--- START ---
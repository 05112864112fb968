//! AI Wargame Core - Game engine and AI
//!
//! This crate provides the core game logic for the wargame:
//! - Square grid coordinates and board storage
//! - Unit kinds with damage and repair tables
//! - Game state, action classification and effects
//! - Position evaluation with a compactness heuristic
//! - Time-bounded minimax AI with alpha-beta pruning

pub mod board;
pub mod units;
pub mod game;
pub mod eval;
pub mod ai;
pub mod config;
pub mod stats;
pub mod error;

// Re-exports for convenient access
pub use board::{Board, Coord, CoordPair};
pub use units::{Unit, UnitKind, DAMAGE_TABLE, MAX_HEALTH, REPAIR_TABLE};
pub use game::{ActionKind, ActionReport, GameState, Player, UnitEvent};
pub use eval::{evaluate, Heuristics};
pub use ai::{AlphaBetaAI, Clock, ManualClock, SearchOutcome, SystemClock};
pub use config::{GameConfig, GameType};
pub use stats::Stats;
pub use error::{ConfigError, IllegalAction, ParseError};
--- END ---
** WHAT NEEDS TO BE DONE **
Exactly the lines from the one containing "engine and AI" through the end of the records above are to be printed, and no others.

** YOUR SOLUTION **
//! AI Wargame Core - Game engine and AI
//!
//! This crate provides the core game logic for the wargame:
//! - Square grid coordinates and board storage
//! - Unit kinds with damage and repair tables
//! - Game state, action classification and effects
//! - Position evaluation with a compactness heuristic
//! - Time-bounded minimax AI with alpha-beta pruning

pub mod board;
pub mod units;
pub mod game;
pub mod eval;
pub mod ai;
pub mod config;
pub mod stats;
pub mod error;

// Re-exports for convenient access
pub use board::{Board, Coord, CoordPair};
pub use units::{Unit, UnitKind, DAMAGE_TABLE, MAX_HEALTH, REPAIR_TABLE};
pub use game::{ActionKind, ActionReport, GameState, Player, UnitEvent};
pub use eval::{evaluate, Heuristics};
pub use ai::{AlphaBetaAI, Clock, ManualClock, SearchOutcome, SystemClock};
pub use config::{GameConfig, GameType};
pub use stats::Stats;
pub use error::{ConfigError, IllegalAction, ParseError};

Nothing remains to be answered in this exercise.